In a ruling bearing potentially far-reaching implications, an appellate court in Argentina's Santa Fe province this week upheld a decision blocking farmers from spraying agrochemicals near populated areas.

The ruling blocks the use of chemicals such as the widely used herbicide glyphosate within 800 meters of the town of San Jorge, and aerial spraying within 1,500 meters of the town.

While the decision is limited to the area around San Jorge, other courts in the farming province are likely to follow suit if residents seek similar court action.

The court found that farmers "have been indiscriminately using agrochemicals such as glyphosate, applied in open violation of existing laws [causing] severe damage to the environment and to the health and quality of life of the residents."

A backlash is building in the country against the increasing reliance on transgenic soybeans and the herbicide widely used in their cultivation. Soybeans dominate the country's farm output, but growing concern over the environmental impact of soybean-cultivation practices has spurred a legal and legislative assault.

Last year, the Argentine Association of Environmental Lawyers filed a case at the Supreme Court to halt the use of glyphosate, which virtually all of the soybeans grown in Argentina have been genetically modified to resist. Up to 200 million liters of the herbicide are sprayed across the farm belt each season. The court has yet to decide on whether to hear the case.

Genetically modified soybeans resistant to glyphosate were introduced to Argentina in 1996 by St. Louis-based biotech giant Monsanto Co. (MON). Now, with over half of all cultivated land going to soy in the last season, virtually all of the soybeans grown in Argentina uses Monsanto's technology. Monsanto didn't return a call seeking comment.

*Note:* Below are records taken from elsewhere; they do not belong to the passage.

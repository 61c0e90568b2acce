//! Share and personal folder listings

use serde_json::json;
use wiremock::matchers::{method, path, query_param};
use wiremock::{Mock, MockServer, ResponseTemplate};

use sharemirror_cloud::client::CloudClient;
use sharemirror_cloud::provider::CloudShareProvider;
use sharemirror_core::domain::ShareLocation;
use sharemirror_core::ports::IRemoteShareClient;

use crate::common::*;

fn location() -> ShareLocation {
    ShareLocation {
        share_id: "12345".into(),
        folder_id: rid("9001"),
        share_mode: 1,
        access_code: Some("x1y2".into()),
    }
}

#[tokio::test]
async fn test_list_share_dir_parameters_and_mapping() {
    let (server, provider) = setup_provider_mock().await;

    Mock::given(method("GET"))
        .and(path("/open/share/listShareDir.action"))
        .and(query_param("shareId", "12345"))
        .and(query_param("fileId", "9001"))
        .and(query_param("isFolder", "true"))
        .and(query_param("orderBy", "lastOpTime"))
        .and(query_param("descending", "true"))
        .and(query_param("shareMode", "1"))
        .and(query_param("pageNum", "1"))
        .and(query_param("pageSize", "1000"))
        .and(query_param("accessCode", "x1y2"))
        .respond_with(ResponseTemplate::new(200).set_body_json(listing_body(
            json!([
                {"id": 501, "name": "Show.S01E02.mkv", "md5": "aa11", "size": 2048,
                 "createDate": "2024-05-01 21:30:00"},
                {"id": "500", "name": "Show.S01E01.mkv", "md5": "bb22", "size": "1024"}
            ]),
            json!([{"id": 600, "name": "Extras"}]),
        )))
        .expect(1)
        .mount(&server)
        .await;

    let listing = provider.list_share_dir(&location()).await.unwrap();

    assert_eq!(listing.files.len(), 2);
    assert_eq!(listing.files[0].id.as_str(), "501");
    assert_eq!(listing.files[0].content_hash.as_ref().unwrap().as_str(), "AA11");
    assert!(listing.files[0].created_at.is_some());
    assert_eq!(listing.files[1].size, 1024);
    assert!(listing.files[1].created_at.is_none());
    assert_eq!(listing.folders[0].id.as_str(), "600");
}

#[tokio::test]
async fn test_list_share_dir_missing_file_list_is_error() {
    let (server, provider) = setup_provider_mock().await;
    mount_get(
        &server,
        "/open/share/listShareDir.action",
        json!({"res_code": 0, "fileListAO": {"folderList": []}}),
    )
    .await;

    let err = provider.list_share_dir(&location()).await.unwrap_err();
    assert!(format!("{:#}", err).contains("fileList"));
}

#[tokio::test]
async fn test_list_share_dir_malformed_body_is_error() {
    let (server, provider) = setup_provider_mock().await;
    Mock::given(method("GET"))
        .and(path("/open/share/listShareDir.action"))
        .respond_with(ResponseTemplate::new(200).set_body_string("<html>maintenance</html>"))
        .mount(&server)
        .await;

    assert!(provider.list_share_dir(&location()).await.is_err());
}

#[tokio::test]
async fn test_list_files_in_own_folder() {
    let (server, provider) = setup_provider_mock().await;

    Mock::given(method("GET"))
        .and(path("/open/file/listFiles.action"))
        .and(query_param("folderId", "200"))
        .and(query_param("mediaType", "0"))
        .respond_with(ResponseTemplate::new(200).set_body_json(listing_body(
            json!([{"id": 1, "name": "Show.S01E01.mkv", "md5": "BB22", "size": 1024}]),
            json!([]),
        )))
        .mount(&server)
        .await;

    let listing = provider.list_files(&rid("200")).await.unwrap();
    assert_eq!(listing.files.len(), 1);
    assert!(listing.folders.is_empty());
}

#[tokio::test]
async fn test_list_files_server_error() {
    let (server, provider) = setup_provider_mock().await;
    Mock::given(method("GET"))
        .and(path("/open/file/listFiles.action"))
        .respond_with(ResponseTemplate::new(502).set_body_string("bad gateway"))
        .mount(&server)
        .await;

    let err = provider.list_files(&rid("200")).await.unwrap_err();
    assert!(format!("{:#}", err).contains("HTTP 502"));
}

async fn paged_provider(page_size: usize) -> (MockServer, CloudShareProvider) {
    let server = MockServer::start().await;
    let client = CloudClient::with_base_url(SESSION, server.uri()).with_page_size(page_size);
    (server, CloudShareProvider::new(client))
}

#[tokio::test]
async fn test_list_share_dir_follows_pages() {
    let (server, provider) = paged_provider(2).await;

    Mock::given(method("GET"))
        .and(path("/open/share/listShareDir.action"))
        .and(query_param("pageNum", "1"))
        .and(query_param("pageSize", "2"))
        .respond_with(ResponseTemplate::new(200).set_body_json(listing_body(
            json!([
                {"id": 503, "name": "Show.S01E03.mkv", "md5": "cc33", "size": 10},
                {"id": 502, "name": "Show.S01E02.mkv", "md5": "bb22", "size": 10}
            ]),
            json!([]),
        )))
        .expect(1)
        .mount(&server)
        .await;
    Mock::given(method("GET"))
        .and(path("/open/share/listShareDir.action"))
        .and(query_param("pageNum", "2"))
        .respond_with(ResponseTemplate::new(200).set_body_json(listing_body(
            json!([{"id": 501, "name": "Show.S01E01.mkv", "md5": "aa11", "size": 10}]),
            json!([]),
        )))
        .expect(1)
        .mount(&server)
        .await;

    let listing = provider.list_share_dir(&location()).await.unwrap();
    let ids: Vec<&str> = listing.files.iter().map(|f| f.id.as_str()).collect();
    assert_eq!(ids, vec!["503", "502", "501"]);
}

#[tokio::test]
async fn test_list_files_full_last_page_needs_one_empty_page() {
    let (server, provider) = paged_provider(1).await;

    Mock::given(method("GET"))
        .and(path("/open/file/listFiles.action"))
        .and(query_param("pageNum", "1"))
        .respond_with(ResponseTemplate::new(200).set_body_json(listing_body(
            json!([{"id": 1, "name": "Show.S01E01.mkv", "md5": "aa11", "size": 10}]),
            json!([]),
        )))
        .expect(1)
        .mount(&server)
        .await;
    Mock::given(method("GET"))
        .and(path("/open/file/listFiles.action"))
        .and(query_param("pageNum", "2"))
        .respond_with(ResponseTemplate::new(200).set_body_json(listing_body(json!([]), json!([]))))
        .expect(1)
        .mount(&server)
        .await;

    let listing = provider.list_files(&rid("200")).await.unwrap();
    assert_eq!(listing.files.len(), 1);
}

#[tokio::test]
async fn test_list_files_error_on_later_page_fails_listing() {
    let (server, provider) = paged_provider(1).await;

    Mock::given(method("GET"))
        .and(path("/open/file/listFiles.action"))
        .and(query_param("pageNum", "1"))
        .respond_with(ResponseTemplate::new(200).set_body_json(listing_body(
            json!([{"id": 1, "name": "Show.S01E01.mkv", "md5": "aa11", "size": 10}]),
            json!([]),
        )))
        .mount(&server)
        .await;
    Mock::given(method("GET"))
        .and(path("/open/file/listFiles.action"))
        .and(query_param("pageNum", "2"))
        .respond_with(ResponseTemplate::new(503).set_body_string("busy"))
        .mount(&server)
        .await;

    let err = provider.list_files(&rid("200")).await.unwrap_err();
    assert!(format!("{:#}", err).contains("HTTP 503"));
}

The spread of the transgenic beans has led to an unprecedented boom in farm wealth but also brought a host of ills, including soil deterioration and wide-scale deforestation to open up new fields.

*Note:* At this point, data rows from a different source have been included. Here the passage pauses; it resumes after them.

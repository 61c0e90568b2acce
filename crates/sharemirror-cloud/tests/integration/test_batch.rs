//! Batch submission, status polling and conflict handling

use serde_json::json;
use wiremock::matchers::{body_json, body_string_contains, method, path};
use wiremock::{Mock, ResponseTemplate};

use sharemirror_core::domain::{BatchItem, BatchKind, BatchStatus, ConflictDealWay};
use sharemirror_core::ports::IRemoteShareClient;

use crate::common::*;

#[tokio::test]
async fn test_submit_batch_save_form() {
    let (server, provider) = setup_provider_mock().await;

    Mock::given(method("POST"))
        .and(path("/open/batch/createBatchTask.action"))
        .and(body_string_contains("type=SHARE_SAVE"))
        .and(body_string_contains("targetFolderId=200"))
        .and(body_string_contains("shareId=12345"))
        .and(body_string_contains("Show.S01E03.mkv"))
        .respond_with(ResponseTemplate::new(200).set_body_json(json!({
            "res_code": 0,
            "res_message": "成功",
            "taskId": "op-1"
        })))
        .expect(1)
        .mount(&server)
        .await;

    let items = vec![BatchItem::file(rid("503"), "Show.S01E03.mkv")];
    let submission = provider
        .submit_batch_save(&items, &rid("200"), "12345")
        .await
        .unwrap();

    assert!(submission.is_accepted());
    assert_eq!(submission.operation_id.as_deref(), Some("op-1"));
}

#[tokio::test]
async fn test_submit_batch_rejection_is_a_value() {
    let (server, provider) = setup_provider_mock().await;
    mount_post(
        &server,
        "/open/batch/createBatchTask.action",
        json!({"res_code": 1, "res_message": "space full"}),
    )
    .await;

    let items = vec![BatchItem::file(rid("503"), "a.mkv")];
    let submission = provider
        .submit_batch_save(&items, &rid("200"), "12345")
        .await
        .unwrap();

    assert!(!submission.is_accepted());
    assert_eq!(submission.message.as_deref(), Some("space full"));
    assert!(submission.operation_id.is_none());
}

#[tokio::test]
async fn test_submit_delete_and_recycle() {
    let (server, provider) = setup_provider_mock().await;

    Mock::given(method("POST"))
        .and(path("/open/batch/createBatchTask.action"))
        .and(body_string_contains("type=DELETE"))
        .respond_with(ResponseTemplate::new(200).set_body_json(json!({"res_code": 0, "taskId": 9})))
        .mount(&server)
        .await;
    Mock::given(method("POST"))
        .and(path("/open/batch/createBatchTask.action"))
        .and(body_string_contains("type=EMPTY_RECYCLE"))
        .respond_with(ResponseTemplate::new(200).set_body_json(json!({"res_code": 0, "taskId": 10})))
        .mount(&server)
        .await;

    let deleted = provider
        .submit_batch_delete(&[BatchItem::file(rid("1"), "old.mkv")])
        .await
        .unwrap();
    assert_eq!(deleted.operation_id.as_deref(), Some("9"));

    let purged = provider.submit_empty_recycle().await.unwrap();
    assert_eq!(purged.operation_id.as_deref(), Some("10"));
}

#[tokio::test]
async fn test_poll_batch_status_codes() {
    let (server, provider) = setup_provider_mock().await;

    Mock::given(method("POST"))
        .and(path("/open/batch/checkBatchTask.action"))
        .and(body_string_contains("taskId=op-1"))
        .respond_with(ResponseTemplate::new(200).set_body_json(json!({"res_code": 0, "taskStatus": 3})))
        .up_to_n_times(1)
        .mount(&server)
        .await;
    Mock::given(method("POST"))
        .and(path("/open/batch/checkBatchTask.action"))
        .respond_with(ResponseTemplate::new(200).set_body_json(json!({"res_code": 0, "taskStatus": 4})))
        .mount(&server)
        .await;

    assert_eq!(
        provider.poll_batch_status("op-1", BatchKind::Save).await.unwrap(),
        BatchStatus::Running
    );
    assert_eq!(
        provider.poll_batch_status("op-1", BatchKind::Save).await.unwrap(),
        BatchStatus::Success
    );
}

#[tokio::test]
async fn test_conflict_detail_and_resolution() {
    let (server, provider) = setup_provider_mock().await;

    mount_post(
        &server,
        "/open/batch/getConflictTaskInfo.action",
        json!({
            "res_code": 0,
            "targetFolderId": 200,
            "taskInfos": [
                {"fileId": 503, "fileName": "a.mkv", "isConflict": 1, "isFolder": 0}
            ]
        }),
    )
    .await;

    Mock::given(method("POST"))
        .and(path("/open/batch/manageBatchTask.action"))
        .and(body_json(json!({
            "taskId": "op-1",
            "type": "SHARE_SAVE",
            "targetFolderId": "200",
            "taskInfos": [
                {"fileId": "503", "fileName": "a.mkv", "isFolder": 0, "isConflict": 1, "dealWay": 1}
            ]
        })))
        .respond_with(ResponseTemplate::new(200).set_body_json(json!({"res_code": 0})))
        .expect(1)
        .mount(&server)
        .await;

    let detail = provider
        .get_conflict_detail("op-1", BatchKind::Save)
        .await
        .unwrap();
    assert_eq!(detail.target_folder_id.as_str(), "200");
    assert_eq!(detail.items.len(), 1);
    assert!(detail.items[0].is_conflict);

    let resolved: Vec<_> = detail
        .items
        .into_iter()
        .map(|item| item.resolve(ConflictDealWay::Skip))
        .collect();
    provider
        .resolve_conflict("op-1", BatchKind::Save, &detail.target_folder_id, &resolved)
        .await
        .unwrap();
}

While environmentalists have long decried the shift to soy monoculture, opposition heated up last year when an unpublished study conducted by the University of Buenos Aires Institute of Cellular Biology and Neuroscience Molecular Embryology Lab found that very low doses of glyphosate caused mutations in amphibian embryos.

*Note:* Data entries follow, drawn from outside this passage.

//! Remote share client port (driven/secondary port)
//!
//! This module defines the capability surface the sync engine needs from
//! the storage provider: listing a share, listing the operator's own
//! folders, submitting and tracking batch operations, and a few folder
//! operations used during task setup and auto-rename.
//!
//! ## Design Notes
//!
//! - Uses `anyhow::Result` because provider errors (HTTP, malformed JSON,
//!   expired session) are adapter-specific.
//! - Batch status codes are converted to [`BatchStatus`] by the adapter;
//!   raw provider integers never reach the engine.
//! - One client instance is bound to one account session. Callers pass it
//!   explicitly into each reconciliation.

use crate::domain::{
    BatchItem, BatchKind, BatchStatus, BatchSubmission, ConflictDetail, FolderEntry,
    FolderListing, RemoteId, RenameOutcome, ResolvedItem, ShareCode, ShareInfo, ShareLocation,
};

/// Port trait for the storage provider's share API
#[async_trait::async_trait]
pub trait IRemoteShareClient: Send + Sync {
    // --- Share discovery ---

    /// Resolves a share code to its metadata
    async fn get_share_info(&self, code: &ShareCode) -> anyhow::Result<ShareInfo>;

    /// Validates an access code for a protected share
    ///
    /// Returns the share id unlocked by the code, or `None` if rejected.
    async fn check_access_code(
        &self,
        code: &ShareCode,
        access_code: &str,
    ) -> anyhow::Result<Option<String>>;

    // --- Listings ---

    /// Lists one level of a shared folder
    ///
    /// A missing or malformed listing is an error, never an empty result.
    async fn list_share_dir(&self, location: &ShareLocation) -> anyhow::Result<FolderListing>;

    /// Lists one level of a folder in the operator's drive
    async fn list_files(&self, folder_id: &RemoteId) -> anyhow::Result<FolderListing>;

    // --- Batch operations ---

    /// Submits a batch copy of share files into `target_folder_id`
    async fn submit_batch_save(
        &self,
        items: &[BatchItem],
        target_folder_id: &RemoteId,
        share_id: &str,
    ) -> anyhow::Result<BatchSubmission>;

    /// Submits a batch delete of files in the operator's drive
    async fn submit_batch_delete(&self, items: &[BatchItem]) -> anyhow::Result<BatchSubmission>;

    /// Submits a purge of the recycle bin
    async fn submit_empty_recycle(&self) -> anyhow::Result<BatchSubmission>;

    /// Reads the current status of a batch operation
    async fn poll_batch_status(
        &self,
        operation_id: &str,
        kind: BatchKind,
    ) -> anyhow::Result<BatchStatus>;

    /// Fetches the items of a batch operation that hit a name clash
    async fn get_conflict_detail(
        &self,
        operation_id: &str,
        kind: BatchKind,
    ) -> anyhow::Result<ConflictDetail>;

    /// Submits the resolution chosen for each conflicting item
    async fn resolve_conflict(
        &self,
        operation_id: &str,
        kind: BatchKind,
        target_folder_id: &RemoteId,
        items: &[ResolvedItem],
    ) -> anyhow::Result<()>;

    // --- Folder operations ---

    /// Creates a folder under `parent_id`
    async fn create_folder(&self, name: &str, parent_id: &RemoteId)
        -> anyhow::Result<FolderEntry>;

    /// Renames a file in the operator's drive
    ///
    /// A refusal by the provider is reported as [`RenameOutcome::Rejected`],
    /// not as an error.
    async fn rename_file(&self, file_id: &RemoteId, new_name: &str)
        -> anyhow::Result<RenameOutcome>;
}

While glyphosate has been used for 30 years and is approved in more than 100 countries, the defense minister prohibited growing transgenic soybeans on army farms with residential compounds, in the wake of the report. In addition, a number of local districts have banned or limited the use of glyphosate around populated areas, and some provinces also are debating legislation to prohibit or limit its use.

Argentina is the world's leading exporter of soymeal and oil and the third-largest exporter of soybeans. The legume is the country's largest export product and a key source of export-tax revenue.

Despite criticism of the excessive reliance on soybeans from President Cristina Fernandez, the government has encouraged the continued shift toward soy by imposing export limits and price controls on other goods such as wheat, corn and beef to keep local food prices down. With virtually no domestic demand for soybeans, their pricing and exports have been left untouched, prompting farmers to plant more beans.